Der Vers direkt nach unserer Jahreslosung heißt ja: „Meidet das Böse in jeglicher Form.“ (1Thess 5,22) Manches bleibt einfach böse und eben nicht gut. Da ist es auch in Ordnung, wenn wir mit dem Prüfen schnell fertig sind. Doch unsere Welt ist nicht schwarz-weiß. Je weiter es in den Graubereich hineinreicht, desto schwieriger wird es. Deswegen hält uns die Jahreslosung auch vor Augen, genau zu prüfen und genau hinzuhören. 

7) Beim Auto-TÜV ist es ja so, dass man sich erst in zwei Jahren wieder drum kümmern muss. Bei unserer Prüfplakette sieht die Gültigkeitsdauer etwas anders aus. 
Bei den schon genannten 20.000 Entscheidungen pro Tag verlassen wir uns darauf, dass wir bestimmte Sachen einmal geprüft und für gut befunden haben. Ebenso muss man nicht jeden Tag neu grundlegende Entscheidungen überdenken, die man einmal gefällt hat. Nicht jeden Tag ist es erforderlich, abzuwägen, ob man weiterhin als Lokführer arbeiten möchte oder nicht. 
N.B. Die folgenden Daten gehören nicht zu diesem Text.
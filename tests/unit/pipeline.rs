use std::path::PathBuf;

use super::*;
use crate::foundation::core::Rgba16;
use crate::raster::source::Solid;

#[test]
fn defaults_are_valid_and_documented() {
    let o = RenderOpts::default();
    assert_eq!((o.canvas.width, o.canvas.height), (800, 800));
    assert_eq!(o.zoom, 2.0);
    assert_eq!(o.interpolation, Interpolation::Bilinear);
    assert_eq!(o.fetch_zoom, 2);
    assert_eq!(o.jpeg_quality, 75);
    o.validate().unwrap();
}

#[test]
fn validate_rejects_bad_values() {
    let bad = [
        RenderOpts {
            zoom: 0.0,
            ..RenderOpts::default()
        },
        RenderOpts {
            zoom: f64::INFINITY,
            ..RenderOpts::default()
        },
        RenderOpts {
            jpeg_quality: 0,
            ..RenderOpts::default()
        },
        RenderOpts {
            max_in_flight: 0,
            ..RenderOpts::default()
        },
        RenderOpts {
            threads: Some(0),
            ..RenderOpts::default()
        },
        RenderOpts {
            canvas: Canvas {
                width: 0,
                height: 10,
            },
            ..RenderOpts::default()
        },
    ];
    for o in bad {
        assert!(o.validate().is_err(), "{o:?}");
    }
}

#[test]
fn partial_json_fills_defaults_and_unknown_fields_fail() {
    let dir = PathBuf::from("target").join("pipeline_opts");
    std::fs::create_dir_all(&dir).unwrap();

    let ok = dir.join("ok.json");
    std::fs::write(
        &ok,
        br#"{"zoom": 3.5, "interpolation": "nearest", "edge": "wrap", "canvas": {"width": 64, "height": 32}}"#,
    )
    .unwrap();
    let o = RenderOpts::from_path(&ok).unwrap();
    assert_eq!(o.zoom, 3.5);
    assert_eq!(o.interpolation, Interpolation::Nearest);
    assert_eq!(o.edge, EdgePolicy::Wrap);
    assert_eq!((o.canvas.width, o.canvas.height), (64, 32));
    assert_eq!(o.fetch_zoom, 2);

    let bad = dir.join("bad.json");
    std::fs::write(&bad, br#"{"zoom": 2.0, "colour": "red"}"#).unwrap();
    assert!(matches!(
        RenderOpts::from_path(&bad),
        Err(PlanetError::Validation(_))
    ));

    assert!(RenderOpts::from_path(dir.join("missing.json")).is_err());
}

#[test]
fn solid_surface_renders_solid_planet() {
    let color = Rgba16::opaque(12000, 34000, 56000);
    let source = Solid {
        width: 256,
        height: 128,
        color,
    };
    for parallel in [true, false] {
        let opts = RenderOpts {
            canvas: Canvas {
                width: 40,
                height: 30,
            },
            parallel,
            threads: Some(2),
            ..RenderOpts::default()
        };
        let out = render_surface(&source, &opts).unwrap();
        assert_eq!((out.width(), out.height()), (40, 30));
        assert!(out.pixels().iter().all(|&c| c == color));
    }
}

#[test]
fn render_image_decodes_then_warps() {
    let img = image::RgbaImage::from_pixel(32, 16, image::Rgba([10, 20, 30, 255]));
    let mut buf = Vec::new();
    image::DynamicImage::ImageRgba8(img)
        .write_to(&mut std::io::Cursor::new(&mut buf), image::ImageFormat::Png)
        .unwrap();

    let opts = RenderOpts {
        canvas: Canvas {
            width: 9,
            height: 9,
        },
        ..RenderOpts::default()
    };
    let out = render_image(&buf, &opts).unwrap();
    assert!(
        out.pixels()
            .iter()
            .all(|&c| c == Rgba16::from_rgba8([10, 20, 30, 255]))
    );
    assert!(render_image(b"nope", &opts).is_err());
}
Andererseits ist es manchmal auch lohnenswert, bestimmte Verhaltensmuster von Zeit zu Zeit zu überprüfen. Denn manchmal ist es auch die Bequemlichkeit, die uns von der Änderung schlechter Gewohnheiten abhält. 
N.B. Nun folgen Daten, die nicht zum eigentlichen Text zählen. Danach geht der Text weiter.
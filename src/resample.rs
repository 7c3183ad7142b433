pub(crate) mod interpolate;
pub(crate) mod warp;
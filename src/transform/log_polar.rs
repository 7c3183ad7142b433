//! Log-polar ("tiny planet") projection.
//!
//! The source panorama's horizontal axis is the full azimuth sweep and its
//! vertical axis runs from sky to ground. Each destination pixel is converted
//! to polar coordinates about the canvas center; the angle selects the source
//! column and the logarithm of the radius selects the source row, so the
//! ground ends up in the middle of the planet and the sky around it.

use std::f64::consts::TAU;

use crate::{
    foundation::error::{PlanetError, PlanetResult},
    transform::map::CoordinateMap,
};

/// Log-polar inverse map from a `dst_width x dst_height` canvas onto a
/// `src_width x src_height` panorama.
#[derive(Clone, Copy, Debug, PartialEq)]
pub struct LogPolarMap {
    dst_width: f64,
    dst_height: f64,
    src_width: f64,
    src_height: f64,
    zoom: f64,
    radius: f64,
    scale: f64,
}

impl LogPolarMap {
    /// Precompute the radius and scale for the given sizes and zoom factor.
    pub fn new(
        dst_width: u32,
        dst_height: u32,
        src_width: u32,
        src_height: u32,
        zoom: f64,
    ) -> PlanetResult<Self> {
        if dst_width == 0 || dst_height == 0 || src_width == 0 || src_height == 0 {
            return Err(PlanetError::validation("log-polar map dimensions must be > 0"));
        }
        if !zoom.is_finite() || zoom <= 0.0 {
            return Err(PlanetError::validation(format!(
                "log-polar zoom must be finite and > 0, got {zoom}"
            )));
        }

        let (m, n) = (f64::from(dst_width), f64::from(dst_height));
        let (w, h) = (f64::from(src_width), f64::from(src_height));

        let radius = m.hypot(n) / 2.0 * zoom;
        let denom = (TAU * h / w).exp() - 1.0;
        let scale = radius / denom;
        if !scale.is_finite() || scale <= 0.0 {
            return Err(PlanetError::validation(format!(
                "panorama aspect {src_width}x{src_height} gives a degenerate log-polar scale"
            )));
        }

        Ok(Self {
            dst_width: m,
            dst_height: n,
            src_width: w,
            src_height: h,
            zoom,
            radius,
            scale,
        })
    }

    /// Maximum destination radius `R`, linear in the zoom factor.
    pub fn max_radius(&self) -> f64 {
        self.radius
    }

    /// Log-polar scale `A = R / (exp(2*pi*h/w) - 1)`.
    pub fn scale(&self) -> f64 {
        self.scale
    }

    /// Zoom factor the map was built with.
    pub fn zoom(&self) -> f64 {
        self.zoom
    }

    /// Evaluate the map at a continuous destination position.
    pub fn map_point(&self, x: f64, y: f64) -> (f64, f64) {
        let i = x - (self.dst_width - 1.0) / 2.0;
        let j = y - (self.dst_height - 1.0) / 2.0;

        let r = i.hypot(j);
        let mut theta = i.atan2(j);
        if theta < 0.0 {
            theta += TAU;
        }

        let k = self.src_width / TAU;
        let p = k * (r / self.scale + 1.0).ln();
        let q = k * theta;

        // Flip both axes; the swapped return order fixes the planet's orientation.
        let p = (self.src_height - 1.0) - p;
        let q = (self.src_width - 1.0) - q;
        (q, p)
    }
}

impl CoordinateMap for LogPolarMap {
    #[inline]
    fn map(&self, x: u32, y: u32) -> (f64, f64) {
        self.map_point(f64::from(x), f64::from(y))
    }
}

#[cfg(test)]
#[path = "../../tests/unit/transform/log_polar.rs"]
mod tests;
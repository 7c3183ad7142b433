//! Inverse coordinate maps driving a warp.

/// Pure function from a destination pixel to a source coordinate.
///
/// The returned coordinate may be fractional and may fall outside the source;
/// the sampler's edge policy decides what that means. Implementations must be
/// deterministic and free of side effects, since a warp evaluates them once
/// per destination pixel from many threads.
pub trait CoordinateMap: Sync {
    /// Source `(x, y)` for destination pixel `(x, y)`.
    fn map(&self, x: u32, y: u32) -> (f64, f64);
}

impl<F> CoordinateMap for F
where
    F: Fn(u32, u32) -> (f64, f64) + Sync,
{
    #[inline]
    fn map(&self, x: u32, y: u32) -> (f64, f64) {
        self(x, y)
    }
}

/// Identity map: destination pixel `(x, y)` samples source `(x, y)`.
#[derive(Clone, Copy, Debug, Default)]
pub struct Identity;

impl CoordinateMap for Identity {
    #[inline]
    fn map(&self, x: u32, y: u32) -> (f64, f64) {
        (f64::from(x), f64::from(y))
    }
}
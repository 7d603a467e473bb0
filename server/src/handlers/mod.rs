use crate::connection::ws_index;
use crate::handlers::admin::configure_admin_handlers;
use actix_web::web;

mod admin;

pub fn root(cfg: &mut web::ServiceConfig) {
    cfg.service(web::resource("/ws/").route(web::get().to(ws_index)));

    configure_admin_handlers(cfg);
}
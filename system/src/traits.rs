use crate::message::DrawingAction;

/// Render layer seen from the sync agent.
///
/// Implementations draw with the parameters carried by the action, never with
/// whatever tool the local user has selected.
pub trait Canvas {
    /// Called with stroke segments and shapes only; clears go to [`Canvas::clear`].
    fn draw(&mut self, action: &DrawingAction);

    fn clear(&mut self);
}

impl<C: Canvas + ?Sized> Canvas for &mut C {
    fn draw(&mut self, action: &DrawingAction) {
        (**self).draw(action)
    }

    fn clear(&mut self) {
        (**self).clear()
    }
}
use crate::connection::ConnectionEvent;
use std::collections::HashMap;
use system::ConnectionId;
use thiserror::Error;
use tokio::sync::mpsc::error::TrySendError;

pub type ConnectionTx = tokio::sync::mpsc::Sender<ConnectionEvent>;

/// The receiving side of a connection is gone; it should be deregistered.
#[derive(Debug, Error, PartialEq)]
#[error("connection {0} is closed")]
pub struct ConnectionClosed(pub ConnectionId);

pub struct ConnectionTxStorage {
    connection_txs: HashMap<ConnectionId, ConnectionTx>,
}

impl ConnectionTxStorage {
    pub fn new() -> Self {
        Self {
            connection_txs: HashMap::new(),
        }
    }

    pub fn insert(&mut self, connection_id: ConnectionId, tx: ConnectionTx) {
        self.connection_txs.insert(connection_id, tx);
    }

    /// Fire and forget. A slow connection loses the message, a closed one
    /// is reported back.
    pub fn send(&self, to: &ConnectionId, event: ConnectionEvent) -> Result<(), ConnectionClosed> {
        if let Some(tx) = self.connection_txs.get(to) {
            match tx.try_send(event) {
                Ok(()) => {}
                Err(TrySendError::Full(_)) => {
                    log::warn!("Connection {} is not keeping up, message dropped", to)
                }
                Err(TrySendError::Closed(_)) => return Err(ConnectionClosed(*to)),
            }
        } else {
            log::warn!("No channel for connection {}", to);
        }
        Ok(())
    }

    pub fn remove(&mut self, connection_id: &ConnectionId) -> Option<ConnectionTx> {
        self.connection_txs.remove(connection_id)
    }

    pub fn len(&self) -> usize {
        self.connection_txs.len()
    }
}
use clap::Parser;

/// Command-line arguments for the relay server.
#[derive(Debug, Clone, Parser)]
#[command(name = "whiteboard-server")]
#[command(about = "Relay server for the shared whiteboard")]
#[command(version)]
pub struct Config {
    /// Interface to bind
    #[arg(long, env = "WHITEBOARD_HOST", default_value = "127.0.0.1")]
    pub host: String,

    #[arg(long, env = "PORT", default_value_t = 3000)]
    pub port: u16,

    /// Outbound messages queued per connection before new ones are dropped
    #[arg(long, env = "WHITEBOARD_CONNECTION_BUFFER", default_value_t = 64)]
    pub connection_buffer: usize,

    /// Commands queued for the server task
    #[arg(long, env = "WHITEBOARD_SERVER_BUFFER", default_value_t = 256)]
    pub server_buffer: usize,
}
use system::ConnectionId;
use tokio::sync::mpsc::{channel, Sender};

use crate::admin::AdminCommand;
use crate::connection::{ConnectionCommand, ConnectionEvent};
use crate::connection_tx_storage::ConnectionTxStorage;
use crate::server_state::{Delivery, Relay};

pub type ServerTx = Sender<ServerCommand>;

#[derive(Debug)]
pub enum ServerCommand {
    Connection(ConnectionCommand),
    Admin(AdminCommand),
}

impl From<ConnectionCommand> for ServerCommand {
    fn from(command: ConnectionCommand) -> Self {
        ServerCommand::Connection(command)
    }
}

impl From<AdminCommand> for ServerCommand {
    fn from(command: AdminCommand) -> Self {
        ServerCommand::Admin(command)
    }
}

/// Sole owner of the relay. Commands are handled one at a time, so log
/// mutation and broadcast never interleave.
struct Server {
    relay: Relay,
    connections: ConnectionTxStorage,
}

impl Server {
    fn new() -> Self {
        Self {
            relay: Relay::new(),
            connections: ConnectionTxStorage::new(),
        }
    }

    fn handle_command(&mut self, command: ServerCommand) {
        match command {
            ServerCommand::Connection(command) => self.handle_connection_command(command),
            ServerCommand::Admin(command) => self.handle_admin_command(command),
        }
    }

    fn handle_connection_command(&mut self, command: ConnectionCommand) {
        match command {
            ConnectionCommand::Connect { tx } => match self.relay.connect() {
                Ok((connection_id, replay)) => {
                    self.connections.insert(connection_id, tx);
                    log::debug!("{} connection channels open", self.connections.len());
                    let connected = ConnectionEvent::Connected { connection_id };
                    match self.connections.send(&connection_id, connected) {
                        Ok(()) => self.deliver(vec![replay]),
                        Err(e) => {
                            log::debug!("{}", e);
                            self.disconnect(&connection_id);
                        }
                    }
                }
                // dropping `tx` tells the connection it was refused
                Err(e) => log::warn!("Refusing connection: {}", e),
            },
            ConnectionCommand::Disconnect { from } => self.disconnect(&from),
            ConnectionCommand::Message { from, message } => {
                match self.relay.receive(&from, message) {
                    Ok(deliveries) => self.deliver(deliveries),
                    Err(e) => log::warn!("Dropping message: {}", e),
                }
            }
        }
    }

    fn handle_admin_command(&mut self, command: AdminCommand) {
        match command {
            AdminCommand::GetStatus { tx } => {
                let _ = tx.send(self.relay.status());
            }
            AdminCommand::Reset { tx } => {
                let deliveries = self.relay.reset();
                self.deliver(deliveries);
                let _ = tx.send(self.relay.status());
            }
        }
    }

    fn disconnect(&mut self, connection_id: &ConnectionId) {
        self.relay.disconnect(connection_id);
        self.connections.remove(connection_id);
    }

    fn deliver(&mut self, deliveries: Vec<Delivery>) {
        let mut closed = Vec::new();
        for Delivery { to, message } in deliveries {
            if let Err(e) = self.connections.send(&to, ConnectionEvent::Message(message)) {
                log::debug!("{}", e);
                closed.push(to);
            }
        }
        for connection_id in closed {
            self.disconnect(&connection_id);
        }
    }
}

pub fn spawn_server(buffer: usize) -> ServerTx {
    let (srv_tx, mut srv_rx) = channel::<ServerCommand>(buffer);

    tokio::spawn(async move {
        let mut server = Server::new();

        while let Some(command) = srv_rx.recv().await {
            server.handle_command(command);
        }
        log::info!("Server task terminated");
    });

    srv_tx
}
use serde::de::DeserializeOwned;
use serde::{Deserialize, Serialize};
use std::str::FromStr;
use thiserror::Error;

#[derive(Debug, Error)]
pub enum CodecError {
    #[error("json: {0}")]
    Json(#[from] serde_json::Error),

    #[error("bincode: {0}")]
    Bincode(#[from] bincode::Error),

    #[error("{expected:?} codec received a {received} frame")]
    FrameKind {
        expected: WireFormat,
        received: &'static str,
    },
}

/// A single WebSocket payload.
#[derive(Debug, Clone, PartialEq)]
pub enum Frame {
    Text(String),
    Binary(Vec<u8>),
}

impl Frame {
    fn kind(&self) -> &'static str {
        match self {
            Frame::Text(_) => "text",
            Frame::Binary(_) => "binary",
        }
    }
}

/// Per-connection wire encoding. JSON travels in text frames, bincode in binary frames.
#[derive(Debug, Copy, Clone, PartialEq, Eq, Serialize, Deserialize)]
#[serde(rename_all = "lowercase")]
pub enum WireFormat {
    Json,
    Bincode,
}

impl WireFormat {
    pub fn encode<T: Serialize>(&self, message: &T) -> Result<Frame, CodecError> {
        Ok(match self {
            WireFormat::Json => Frame::Text(serde_json::to_string(message)?),
            WireFormat::Bincode => Frame::Binary(bincode::serialize(message)?),
        })
    }

    pub fn decode<T: DeserializeOwned>(&self, frame: &Frame) -> Result<T, CodecError> {
        match (self, frame) {
            (WireFormat::Json, Frame::Text(text)) => Ok(serde_json::from_str(text)?),
            (WireFormat::Bincode, Frame::Binary(bytes)) => Ok(bincode::deserialize(bytes)?),
            (expected, frame) => Err(CodecError::FrameKind {
                expected: *expected,
                received: frame.kind(),
            }),
        }
    }

    /// Decodes by frame kind, whatever this connection's outbound format is.
    pub fn decode_any<T: DeserializeOwned>(frame: &Frame) -> Result<T, CodecError> {
        match frame {
            Frame::Text(_) => WireFormat::Json.decode(frame),
            Frame::Binary(_) => WireFormat::Bincode.decode(frame),
        }
    }
}

impl std::default::Default for WireFormat {
    fn default() -> Self {
        WireFormat::Json
    }
}

impl FromStr for WireFormat {
    type Err = String;

    fn from_str(s: &str) -> Result<Self, Self::Err> {
        match s {
            "json" => Ok(WireFormat::Json),
            "bincode" => Ok(WireFormat::Bincode),
            other => Err(format!("unknown codec: {}", other)),
        }
    }
}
Und dann gibt es jeden Tag Situationen, in denen wir aufgefordert sind, sie auf das Gute hin zu überprüfen. Das betrifft zu allererst das, was wir hören und sagen. Und geht weiter hin zu unseren Handlungen und Umgangsweisen. 
Der Turnus unserer Prüf-Plaketten-Verteilung reicht also nicht aller zwei Jahre, sondern manchmal muss der TÜV auch jeden Tag arbeiten. 

8) „Prüft alles und behaltet das Gute!“ 
Oder anders gesagt: Bitten wir den Heiligen Geist, uns zu helfen, die Dinge zu bewerten und so ein Leben zu führen, das Gott gemäß ist. 
Oder wieder anders gesagt: Aschenputtel arbeitet beim TÜV. Und wenn es wirklich gut ist, dann wird die Prüf-Plakette verliehen.

Und der Frieden Gottes, der höher ist als all unsere Vernunft, bewahre unsere Herzen und Sinne in Christus Jesus. Amen.